Here we go again.
On Thursday, major global stock indexes were sharply lower, with US futures also deep in the red ahead of the market open.
Near 6:51 a.m. ET, Dow futures were down more than 300 points (2%), S&P 500 futures were down 37 points (2%), and Nasdaq futures were down 90 points (2%).
Investors were piling into gold, with futures up 3%, or a whopping $36.30 an ounce to as high as $1,231.50.
US treasuries were also getting a huge bid, pushing the yield on the benchmark 10-year note down 12 basis points to as low as 1.581%, a level it last touched in late 2012.

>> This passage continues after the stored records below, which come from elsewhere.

//! Integration tests for TestingLoaderSaver bookkeeping

use fssafe::{Close, Loader, Saver};
use fssafe_mocked::{Fault, TestingLoaderSaver};
use std::io::{Read, Write};

fn payload(i: usize) -> Vec<u8> {
    format!("payload number {i}, thirty-three").into_bytes()
}

#[test]
fn test_history_and_close_flags() {
    let store = TestingLoaderSaver::new();

    // Loader fails before the first saver
    assert!(matches!(store.loader(), Err(e) if e.is_not_found()));
    assert_eq!(store.current_reader(), None, "no reader yet");
    assert_eq!(store.current_writer(), None, "no writer yet");

    let mut expected = Vec::new();
    for i in 1..=3 {
        let mut writer = store.saver().expect("saver should open");
        assert_eq!(store.current_writer(), Some(i - 1), "writer index should match");
        assert_eq!(store.buffers().len(), i - 1, "no buffer yet");

        let data = payload(i);
        writer.write_all(&data).unwrap();
        assert_eq!(store.buffers().len(), i - 1, "still no buffer yet");

        writer.close().expect("close should commit");
        assert_eq!(store.buffers().len(), i, "got a buffer now");
        expected.push(data.clone());

        let mut reader = store.loader().expect("buffer exists, so reading it should be fine");
        assert_eq!(store.current_reader(), Some(i - 1), "reader index should match");

        let mut read = Vec::new();
        reader.read_to_end(&mut read).unwrap();
        assert_eq!(read, data, "found the same bytes from loader that we wrote");
        reader.close().expect("reader close should not error");
    }

    assert_eq!(store.buffers(), expected);
    assert_eq!(store.readers_closed(), vec![true; 3]);
    assert_eq!(store.writers_closed(), vec![true; 3]);
}

#[test]
fn test_unclosed_handles_are_reported() {
    let store = TestingLoaderSaver::new();

    let mut closed = store.saver().unwrap();
    closed.write_all(b"a").unwrap();
    closed.close().unwrap();

    let mut forgotten = store.saver().unwrap();
    forgotten.write_all(b"never committed").unwrap();
    drop(forgotten);

    let _open_reader = store.loader().unwrap();
    let mut closed_reader = store.loader().unwrap();
    closed_reader.close().unwrap();

    assert_eq!(store.writers_closed(), vec![true, false]);
    assert_eq!(store.readers_closed(), vec![false, true]);
    assert_eq!(store.buffers(), vec![b"a".to_vec()]);
}

#[test]
fn test_reader_snapshot_ignores_later_commits() {
    let store = TestingLoaderSaver::new();
    fssafe::save_bytes(&store, b"before").unwrap();

    let mut early = store.loader().unwrap();
    let mut writer = store.saver().unwrap();
    writer.write_all(b"after").unwrap();
    writer.close().unwrap();

    let mut data = Vec::new();
    early.read_to_end(&mut data).unwrap();
    assert_eq!(data, b"before");
    assert_eq!(store.committed().as_deref(), Some(&b"after"[..]));
}

#[test]
fn test_concurrent_savers_commit_in_close_order() {
    let store = TestingLoaderSaver::new();

    let mut first = store.saver().unwrap();
    let mut second = store.saver().unwrap();
    first.write_all(b"first").unwrap();
    second.write_all(b"second").unwrap();

    // Readers never see in-progress writes
    assert!(matches!(store.loader(), Err(e) if e.is_not_found()));

    second.close().unwrap();
    first.close().unwrap();

    assert_eq!(store.buffers(), vec![b"second".to_vec(), b"first".to_vec()]);
    assert_eq!(store.committed().as_deref(), Some(&b"first"[..]));
    assert_eq!(store.writers_closed(), vec![true, true]);
}

#[test]
fn test_faults_are_one_shot_and_independent() {
    let store = TestingLoaderSaver::new();
    store.fail_next(Fault::Save);
    store.fail_next(Fault::Commit);

    assert!(store.saver().is_err());

    let mut writer = store.saver().unwrap();
    writer.write_all(b"lost").unwrap();
    assert!(writer.close().is_err());

    fssafe::save_bytes(&store, b"kept").unwrap();

    assert_eq!(store.buffers(), vec![b"kept".to_vec()]);
    assert_eq!(store.writers_closed(), vec![true, true]);
}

Later Thursday, Federal Reserve chair Janet Yellen will continue her semi-annual testimony in Congress. At her first appearance yesterday, Yellen noted that the Fed was closely watching developments in financial markets for possible downside risks to the economy. She did not rule out an interest-rate hike in March, but said the Fed was willing to slow down its rate increases if the economic data indicate that this would be appropriate.
In all, her outlook on the economy was more or less unchanged, while she told markets that the Fed has been watching all that’s happening in financial markets and may adjust its policy plans if the economic data don’t hold up.
Meanwhile, the Swedish National Bank cut its key interest rate further into negative territory overnight.
Crude oil futures were slipping, with West Texas Intermediate crude in New York down nearly 4% to as low as $26.32 per barrel.
And once again, banking stocks in Europe were taking a hit, with Societe Generale shares dropping 12% after it reported earnings that were below expectations. Deutsche Bank shares tumbled earlier this week as investors became concerned about its ability to meet its credit obligations.